### Stored data

++++

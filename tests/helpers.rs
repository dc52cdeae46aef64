// Shared test helpers for database setup and test data creation.
//
// This module provides common utilities used across multiple test files to
// reduce duplication.

use std::sync::Arc;
use std::time::Duration;

use sqlx::{Row, SqlitePool};
use tempfile::TempDir;
use tokio::net::TcpListener;

use offer_mix::{init_db_pool, run_migrations, AlertSink, DispatchStats, EngineContext};

/// Creates a file-backed test database pool with migrations applied.
/// The pool lives in the provided temp directory so each test is isolated.
#[allow(dead_code)] // Used by other test files
pub async fn create_test_pool(dir: &TempDir) -> Arc<SqlitePool> {
    let db_path = dir.path().join("offer_mix_test.db");
    let pool = init_db_pool(&db_path)
        .await
        .expect("Failed to create test database pool");
    run_migrations(&pool)
        .await
        .expect("Failed to run migrations");
    pool
}

/// Builds an engine context around a test pool with a short call timeout.
#[allow(dead_code)] // Used by other test files
pub fn create_test_context(pool: Arc<SqlitePool>, call_timeout: Duration) -> EngineContext {
    let client = Arc::new(reqwest::Client::new());
    EngineContext::new(
        pool,
        Arc::clone(&client),
        Arc::new(AlertSink::new(None, client)),
        Arc::new(DispatchStats::new()),
        call_timeout,
        "test".to_string(),
    )
}

/// Creates a mix row and returns its id.
#[allow(dead_code)] // Used by other test files
pub async fn seed_mix(pool: &SqlitePool, name: &str) -> i64 {
    sqlx::query("INSERT INTO mixes (name) VALUES (?) RETURNING id")
        .bind(name)
        .fetch_one(pool)
        .await
        .expect("Failed to insert test mix")
        .get::<i64, _>(0)
}

/// Creates a visitor profile row.
#[allow(dead_code)] // Used by other test files
pub async fn seed_visitor(pool: &SqlitePool, fingerprint: &str, fields_json: &str) {
    sqlx::query("INSERT INTO visitor_profiles (fingerprint, fields) VALUES (?, ?)")
        .bind(fingerprint)
        .bind(fields_json)
        .execute(pool)
        .await
        .expect("Failed to insert test visitor profile");
}

/// Creates an active integration row pointing at `url` and returns its id.
///
/// The integration uses the standard test shape: a JSON body template with
/// `{fingerprint}` and `{payout}` tokens (payout defaulting to "0") and a
/// `data.items` parser mapping `t`/`u` to `title`/`url`.
#[allow(dead_code)] // Used by other test files
pub async fn seed_integration(pool: &SqlitePool, mix_id: i64, name: &str, position: i64, url: &str) -> i64 {
    let environments = format!(
        r#"[{{
            "name": "production",
            "url": "{url}",
            "method": "POST",
            "headers": {{"content-type": "application/json"}},
            "body_template": "{{\"fingerprint\":\"{{fingerprint}}\",\"amount\":\"{{payout}}\"}}"
        }}]"#
    );
    let request_mapping = r#"{"fingerprint": {}, "payout": {"default_value": "0"}}"#;
    let response_parser = r#"{"offer_list_path": "data.items", "mapping": {"title": "t", "url": "u"}}"#;

    sqlx::query(
        "INSERT INTO integrations (mix_id, name, active, position, environments, request_mapping, response_parser)
         VALUES (?, ?, 1, ?, ?, ?, ?)
         RETURNING id",
    )
    .bind(mix_id)
    .bind(name)
    .bind(position)
    .bind(environments)
    .bind(request_mapping)
    .bind(response_parser)
    .fetch_one(pool)
    .await
    .expect("Failed to insert test integration")
    .get::<i64, _>(0)
}

/// Spawns a server that accepts connections and never responds, so calls
/// against it run into the per-call timeout.
#[allow(dead_code)] // Used by other test files
pub async fn black_hole_server() -> String {
    let listener = TcpListener::bind("127.0.0.1:0").await.unwrap();
    let addr = listener.local_addr().unwrap();
    tokio::spawn(async move {
        loop {
            let Ok((socket, _)) = listener.accept().await else {
                break;
            };
            tokio::spawn(async move {
                // Hold the socket open until the client gives up
                tokio::time::sleep(Duration::from_secs(60)).await;
                drop(socket);
            });
        }
    });
    format!("http://{addr}/")
}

++++

### Task item
Count every line of the records above in which the string "position" appears. The number alone is to be given.

### Written answer
3